At the current rate, the amount saved will be about $2 million over the next 15 years, the period guaranteed by Honeywell. About $490,000 in additional cost savings are projected in reduced operational costs.

Savings realized in the future will depend, in part, on changes in the prices of wood chips and oil.

Smith said the system will for itself in four or five years, because of factors not included in Honeywell’s energy savings report, such as the cost of replacing the old heating systems in the high school and the elementary school, both of which would have needed to be replaced soon anyway.

“To replace the high school boiler alone would have been a $300,000 to $500,000 project,” he said.

Of the boiler’s $3.7 million upfront costs, $500,000 was paid for with a federal grant under the American Recovery and Reinvestment Act, while $3 million was borrowed, at no interest, with a 15-year federal construction bond.


Smith said that, because of the way the loan is structured, the school will only have to pay back $2.7 million of the $3 million borrowed.

Instead of paying $213,000 in fuel oil to heat the three schools, the district spent about $14,000 on electricity and about $63,000 on wood chips, which resulted in the net savings of $135,539.
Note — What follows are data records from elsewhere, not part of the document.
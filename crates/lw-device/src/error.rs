use lw_core::{ObserverId, VehicleId};
use lw_notify::NotifyError;
use thiserror::Error;

#[derive(Debug, Error)]
pub enum DeviceError {
    #[error(transparent)]
    Notify(#[from] NotifyError),

    #[error("device {device} is bound to {expected}, not {found}")]
    HolderMismatch {
        device:   ObserverId,
        expected: VehicleId,
        found:    VehicleId,
    },

    #[error("notification for {found} delivered to the devices of {expected}")]
    NotHolder {
        expected: VehicleId,
        found:    VehicleId,
    },

    #[error("no device factory registered for kind {0:?}")]
    UnknownKind(String),
}

pub type DeviceResult<T> = Result<T, DeviceError>;
//! `lw-detector` — point detectors driven by move notifications.
//!
//! # Crate layout
//!
//! | Module           | Contents                                                   |
//! |------------------|------------------------------------------------------------|
//! | [`instant_loop`] | `InstantInductLoop<S>` — the point detector observer       |
//! | [`crossing`]     | Crossing-time interpolation, `CrossingRecord`, `CrossingKind` |
//! | [`dwell`]        | `DwellTable` — vehicle id → open-crossing entry time       |
//! | [`filter`]       | `VehicleTypeFilter`                                        |
//! | [`config`]       | `DetectorConfig`, `LoopOptions`                            |
//!
//! # Crossing model
//!
//! ```text
//!            monitored position p
//!                    │
//!   step k:  [back ──┼── front]          front crosses p  → entry time
//!   step k+n:        │  [back ──── front] back crosses p   → exit time, `pass`
//! ```
//!
//! Both instants are interpolated linearly inside the step window using the
//! old and new samples of the edge that crossed.
//!
//! # Cargo features
//!
//! | Feature   | Effect                                               |
//! |-----------|------------------------------------------------------|
//! | `fx-hash` | FxHash for the dwell table (integer keys).           |
//! | `serde`   | `Deserialize`/`Serialize` on the config types.       |

pub mod config;
pub mod crossing;
pub mod dwell;
pub mod filter;
pub mod instant_loop;

#[cfg(test)]
mod tests;

pub use config::{DetectorConfig, LoopOptions};
pub use crossing::{CrossingKind, CrossingRecord, passing_fraction, passing_time};
pub use dwell::DwellTable;
pub use filter::VehicleTypeFilter;
pub use instant_loop::{InstantInductLoop, LoopStats};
Smith said the project was not only cost effective, but good for the environment and the region’s economy.

Roughly 60,000 fewer gallons of oil will be used in the district each year and the money spent on wood chips stays in the local economy, rather than going elsewhere.
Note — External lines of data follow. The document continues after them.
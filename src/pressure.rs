//! Depth to ambient pressure conversion.
//!
//! Surface pressure comes from the dive site altitude (international
//! barometric formula) and the water column weight from the salinity.
//! Nothing in here is global: every computation builds its own
//! [`DepthConverter`] from the [`Options`](crate::options::Options) snapshot.

use defmt::Format;
use libm::pow;
#[cfg(feature = "serde")]
use serde::{Deserialize, Serialize};

/// Standard atmosphere at sea level in bar.
pub const STANDARD_PRESSURE: f64 = 1.01325;

/// Standard gravity in m/s2.
pub const GRAVITY: f64 = 9.80665;

/// Water vapour pressure in the lungs (bar), at 37 deg celsius.
pub const WATER_VAPOR_PRESSURE: f64 = 0.0627;

// barometric formula constants
const TEMPERATURE_LAPSE_RATE: f64 = 0.0065; // K/m
const SEA_LEVEL_TEMPERATURE: f64 = 288.15; // K
const MOLAR_MASS_AIR: f64 = 0.0289644; // kg/mol
const GAS_CONSTANT: f64 = 8.31447; // J/(mol K)

#[cfg_attr(feature = "serde", derive(Serialize, Deserialize))]
#[derive(Debug, Format, Copy, Clone, PartialEq, Eq, Default)]
pub enum Salinity {
    Fresh,
    /// EN13319 density used by most dive computers.
    Brackish,
    #[default]
    Salt,
}

impl Salinity {
    /// Water density in kg/m3.
    pub fn density(self) -> f64 {
        match self {
            Salinity::Fresh => 1000.0,
            Salinity::Brackish => 1020.0,
            Salinity::Salt => 1030.0,
        }
    }
}

/// Atmospheric pressure in bar at given altitude in meters above sea level.
pub fn altitude_pressure(altitude: f64) -> f64 {
    let exponent = GRAVITY * MOLAR_MASS_AIR / (GAS_CONSTANT * TEMPERATURE_LAPSE_RATE);
    let base = 1.0 - TEMPERATURE_LAPSE_RATE * altitude / SEA_LEVEL_TEMPERATURE;
    STANDARD_PRESSURE * pow(base.max(0.0), exponent)
}

/// Converts between depth in meters and absolute ambient pressure in bar.
#[cfg_attr(feature = "serde", derive(Serialize, Deserialize))]
#[derive(Debug, Format, Copy, Clone, PartialEq)]
pub struct DepthConverter {
    pub surface_pressure: f64,
    pub density: f64,
}

impl DepthConverter {
    pub fn new(salinity: Salinity, altitude: f64) -> Self {
        DepthConverter {
            surface_pressure: altitude_pressure(altitude),
            density: salinity.density(),
        }
    }

    /// Sea level, salt water.
    pub fn simple() -> Self {
        Self::new(Salinity::Salt, 0.0)
    }

    /// Bar added by one meter of water column.
    pub fn bar_per_meter(&self) -> f64 {
        self.density * GRAVITY / 100_000.0
    }

    /// Absolute pressure in bar at `depth` meters, never negative.
    pub fn to_bar(&self, depth: f64) -> f64 {
        (self.surface_pressure + depth * self.bar_per_meter()).max(0.0)
    }

    /// Depth in meters where the absolute pressure equals `bar`.
    /// Returns negative values for pressures below the surface pressure.
    pub fn from_bar(&self, bar: f64) -> f64 {
        (bar - self.surface_pressure) / self.bar_per_meter()
    }
}

impl Default for DepthConverter {
    fn default() -> Self {
        Self::simple()
    }
}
“When you buy fuel oil in the state of Maine, 10 percent of that money stays in the state and 90 percent is gone as soon as you write the check,” Smith said. “When you buy the same amount of woodchips, 100 percent of that money stays in central Maine, and it circulates, creating jobs for central Mainers.”

Smith said the new heating system has had no service interruptions, and that the schools have been as warm this year as they were the previous year.


He said the school is using more woodchips, and spending more time on maintenance, than it had originally projected, but predicted that improvements will come as the staff gains experience with the new system.

“I think that’s something we’re still learning about,” he said.

About half of the energy is used to heat the high school, while one third is used to heat the middle school and the remainder goes to the elementary school. The old heating systems are still in place, Smith said, which would allow the oil-burning boilers at either the high school or the middle school to heat all three buildings in the case of an emergency.

Smith said that, over 30 years, the projected life of the boiler, the project will save the district almost $5 million, and if it lasts 40 years, the savings could approach $10 million.

The energy savings report from Honeywell also included savings from other projects in the district. A $1 million series of upgrades in China Primary School and China Middle School saved $62,000 over four years, while a $2 million series of upgrades at Belgrade Central School and James H. Bean elementary school in Sidney, as well as the three Oakland schools, have saved $45,000 over one year.